Re: [PATCH tip/core/urgent 3/7] rcu: Streamline code produced by__rcu_read_unlock()

From: Paul E. McKenney
Date: Thu Jul 21 2011 - 01:09:52 EST

On Wed, Jul 20, 2011 at 03:44:55PM -0700, Linus Torvalds wrote:
> On Wed, Jul 20, 2011 at 11:26 AM, Paul E. McKenney
> <paulmck@xxxxxxxxxxxxxxxxxx> wrote:
> > Given some common flag combinations, particularly -Os, gcc will inline
> > rcu_read_unlock_special() despite its being in an unlikely() clause.
> > Use noinline to prohibit this misoptimization.
> Btw, I suspect that we should at least look at what it would mean if
> we make the rcu_read_lock_nesting and the preempt counters both be
> per-cpu variables instead of making them per-thread/process counters.
> Then, when we switch threads, we'd just save/restore them from the
> process register save area.
> There's a lot of critical code sequences (spin-lock/unlock, rcu
> read-lock/unlock) that currently fetches the thread/process pointer
> only to then offset it and increment the count.
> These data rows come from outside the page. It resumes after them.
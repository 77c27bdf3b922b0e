#![allow(dead_code)]

use chrono::NaiveDate;
use diesel::QueryableByName;
use diesel::prelude::*;
use diesel::sql_query;
use diesel::sql_types::{BigInt, Integer, Text};
use std::path::PathBuf;
use tempfile::TempDir;
use timetable_sync::db::{connection, migrate};
use timetable_sync::{DocumentBuilder, MemoryDocument, Tag, TimetableDescriptor};

#[derive(QueryableByName)]
struct JournalMode {
    #[diesel(sql_type = Text)]
    journal_mode: String,
}
#[derive(QueryableByName)]
struct ForeignKeys {
    #[diesel(sql_type = Integer)]
    foreign_keys: i32,
}
#[derive(QueryableByName)]
struct BusyTimeout {
    #[diesel(sql_type = Integer, column_name = "timeout")]
    busy_timeout: i32,
}
#[derive(QueryableByName)]
struct Count {
    #[diesel(sql_type = BigInt)]
    n: i64,
}
#[derive(QueryableByName, Debug)]
struct FkViolation {
    #[diesel(sql_type = Text)]
    table: String,
}

pub struct TestDb {
    _dir: TempDir,    // keep alive for the life of the test
    pub path: String, // <tmpdir>/test.db
}

pub fn setup_db() -> (TestDb, SqliteConnection) {
    let dir = TempDir::new().expect("tempdir");
    let mut p = PathBuf::from(dir.path());
    p.push("test.db");
    let path = p.to_string_lossy().to_string();

    migrate::run_sqlite(&path).expect("migrations");

    let conn = connection::connect_sqlite(&path).expect("connect");
    (TestDb { _dir: dir, path }, conn)
}

pub fn assert_sqlite_pragmas(conn: &mut SqliteConnection) {
    let jm: JournalMode = sql_query("PRAGMA journal_mode;").get_result(conn).unwrap();
    assert_eq!(jm.journal_mode.to_lowercase(), "wal");

    let fk: ForeignKeys = sql_query("PRAGMA foreign_keys;").get_result(conn).unwrap();
    assert_eq!(fk.foreign_keys, 1);

    let bt: BusyTimeout = sql_query("PRAGMA busy_timeout;").get_result(conn).unwrap();
    assert_eq!(bt.busy_timeout, 5000);
}

pub fn count(conn: &mut SqliteConnection, table: &str) -> i64 {
    let c: Count = sql_query(format!("SELECT COUNT(*) AS n FROM {table}"))
        .get_result(conn)
        .unwrap();
    c.n
}

pub fn fk_check_empty(conn: &mut SqliteConnection) {
    let rows: Vec<FkViolation> = sql_query("PRAGMA foreign_key_check;").load(conn).unwrap();
    assert!(rows.is_empty(), "foreign key violations: {rows:?}");
}

pub const ALL_TABLES: [&str; 13] = [
    "timetable",
    "period",
    "day_definition",
    "week_definition",
    "subject",
    "teacher",
    "building",
    "classroom",
    "cohort",
    "lesson",
    "lesson_cohort",
    "lesson_teacher",
    "lesson_classroom",
];

pub fn assert_store_empty(conn: &mut SqliteConnection) {
    for table in ALL_TABLES {
        assert_eq!(count(conn, table), 0, "{table} should be empty");
    }
}

pub fn descriptor(name: &str) -> TimetableDescriptor {
    TimetableDescriptor::new(name, NaiveDate::from_ymd_opt(2025, 9, 1).unwrap())
}

/// Reference data shared by most fixtures: two periods, two days, two
/// subjects, two teachers, two rooms, two classes.
pub fn references() -> DocumentBuilder {
    DocumentBuilder::new()
        .with(Tag::Period, [("period", "1"), ("starttime", "8:00"), ("endtime", "8:45")])
        .with(Tag::Period, [("period", "2"), ("starttime", "8:55"), ("endtime", "9:40")])
        .with(Tag::Day, [("id", "D1"), ("name", "Monday"), ("short", "Mo"), ("days", "10000")])
        .with(Tag::Day, [("id", "D2"), ("name", "Tuesday"), ("short", "Tu"), ("days", "01000")])
        .with(Tag::Subject, [("id", "S1"), ("name", "Mathematics"), ("short", "MA")])
        .with(Tag::Subject, [("id", "S2"), ("name", "History"), ("short", "HI")])
        .with(
            Tag::Teacher,
            [("id", "T1"), ("name", "Ada Lovelace"), ("short", "AL"), ("gender", "F")],
        )
        .with(Tag::Teacher, [("id", "T2"), ("name", "Alan Turing"), ("short", "AT")])
        .with(
            Tag::Classroom,
            [("id", "R1"), ("name", "Room 101"), ("short", "101"), ("capacity", "30")],
        )
        .with(Tag::Classroom, [("id", "R2"), ("name", "Hall"), ("short", "HL"), ("capacity", "*")])
        .with(Tag::Class, [("id", "C1"), ("name", "1A"), ("short", "1A"), ("teacherid", "T1")])
        .with(Tag::Class, [("id", "C2"), ("name", "1B"), ("short", "1B"), ("teacherid", "T2")])
}

/// Two periods, one of everything else, and two identical schedule entries
/// that collapse onto one lesson.
pub fn worked_example() -> MemoryDocument {
    let card = [
        ("dayid", "D1"),
        ("subjectid", "S1"),
        ("period", "1"),
        ("teacherid", "T1"),
        ("classroomid", "R1"),
        ("classid", "C1"),
    ];
    DocumentBuilder::new()
        .with(Tag::Period, [("period", "1"), ("starttime", "8:00"), ("endtime", "8:45")])
        .with(Tag::Period, [("period", "2"), ("starttime", "8:55"), ("endtime", "9:40")])
        .with(Tag::Day, [("id", "D1"), ("name", "Monday"), ("short", "Mo")])
        .with(Tag::Subject, [("id", "S1"), ("name", "Mathematics"), ("short", "MA")])
        .with(Tag::Teacher, [("id", "T1"), ("name", "Ada Lovelace"), ("short", "AL")])
        .with(
            Tag::Classroom,
            [("id", "R1"), ("name", "Room 101"), ("short", "101"), ("capacity", "30")],
        )
        .with(Tag::Class, [("id", "C1"), ("name", "1A"), ("short", "1A"), ("teacherid", "T1")])
        .with(Tag::Card, card)
        .with(Tag::Card, card)
        .build()
}

/// `references()` plus `n` schedule entries.
///
/// Subject, day, period and class are picked from the bits of the entry
/// number, so up to 16 entries all have distinct lesson keys.
pub fn with_entries(n: usize) -> MemoryDocument {
    let mut b = references();
    let subjects = ["S1", "S2"];
    let days = ["D1", "D2"];
    let periods = ["1", "2"];
    let classes = ["C1", "C2"];
    for i in 0..n {
        let ppw = (i + 1).to_string();
        b.push(
            Tag::Card,
            [
                ("subjectid", subjects[i % 2]),
                ("dayid", days[(i / 2) % 2]),
                ("period", periods[(i / 4) % 2]),
                ("classid", classes[(i / 8) % 2]),
                ("teacherid", if i % 3 == 0 { "T1" } else { "T2" }),
                ("classroomid", "R1"),
                ("periodsperweek", ppw.as_str()),
            ],
        );
    }
    b.build()
}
I get the strong
> feeling that code generation could be improved and we could avoid one
> level of indirection by just making it a per-thread counter.
> For example, instead of __rcu_read_lock: looking like this (and being
> an external function, partly because of header file dependencies on
> the data structures involved):
> push %rbp
> mov %rsp,%rbp
> mov %gs:0xb580,%rax
> incl 0x100(%rax)
> leaveq
> retq
> it should inline to just something like
> incl %gs:0x100
> instead. Same for the preempt counter.
> Of course, it would need to involve making sure that we pick a good
> cacheline etc that is already always dirty. But other than that, is
> there any real downside?

We would need a form of per-CPU variable access that generated
efficient code, but that didn't complain about being used when
preemption was enabled. __this_cpu_add_4() might do the trick,
but I haven't dug fully through it yet.

Thanx, Paul